Perhaps the solution isn't to tweak the drop rates or add another decimal place to the percentage bonuses. Maybe it's time to scrap the whole thing. If loot's only purpose is to provide imperceptible stat bumps, why not just bake those minor increases into the level-up system? Give me meaningful, hand-crafted tools and weapons with unique abilities that solve problems in new ways. A grappling hook that can also electrify water. Smoke bombs that create phantom duplicates. Make gear acquisition a milestone, not a chore.

Here’s my professional diagnosis for 2026 and beyond:

  • The Problem: Loot is a vestigial organ, a mechanic kept alive because "RPGs have it." It's as necessary to Assassin's Creed as a parachute is to a goldfish.

  • The Symptom: Gameplay flow is constantly interrupted for rewards that feel less rewarding than finding a forgotten five-dollar bill in an old coat.

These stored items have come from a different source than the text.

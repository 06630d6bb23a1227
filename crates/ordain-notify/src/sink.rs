//! The notification sink capability

use crate::{Color, NotifyError, NotifyResult};
use async_trait::async_trait;

/// A channel that can announce a message to humans.
///
/// Delivery is best effort from the sink's point of view: it reports failure
/// and never retries. Implementations must be shareable across tasks.
#[async_trait]
pub trait NotificationSink: Send + Sync {
    /// Deliver `message` with a presentation hint
    async fn notify(&self, message: &str, color: Color) -> NotifyResult<()>;

    /// Short name used in log output
    fn name(&self) -> &str;
}

/// Sink used when no notification channel is configured.
///
/// Every attempt fails with [`NotifyError::Unconfigured`] so callers can
/// tell "nobody was told" apart from a successful announcement.
#[derive(Debug, Clone, Copy, Default)]
pub struct AbsentSink;

impl AbsentSink {
    /// Create a new absent sink
    pub fn new() -> Self {
        Self
    }
}

#[async_trait]
impl NotificationSink for AbsentSink {
    async fn notify(&self, _message: &str, _color: Color) -> NotifyResult<()> {
        Err(NotifyError::Unconfigured)
    }

    fn name(&self) -> &str {
        "absent"
    }
}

  • The Prescription: Radical surgery. Replace the loot shower with a curated arsenal. Let my progression be defined by skill, story, and unique tools, not by comparing the marginal stealth benefits of Hood #47 vs. Hood #48.

This constant, unsatisfying loot loop is the gaming equivalent of being offered a single, stale peanut every five minutes during a marathon. It doesn't nourish, it only annoys. Until Ubisoft learns this lesson, the legendary loot of Assassin's Creed will remain, in my professional opinion, about as legendary as a participation ribbon—a shiny, hollow testament to a system that has long since lost its way.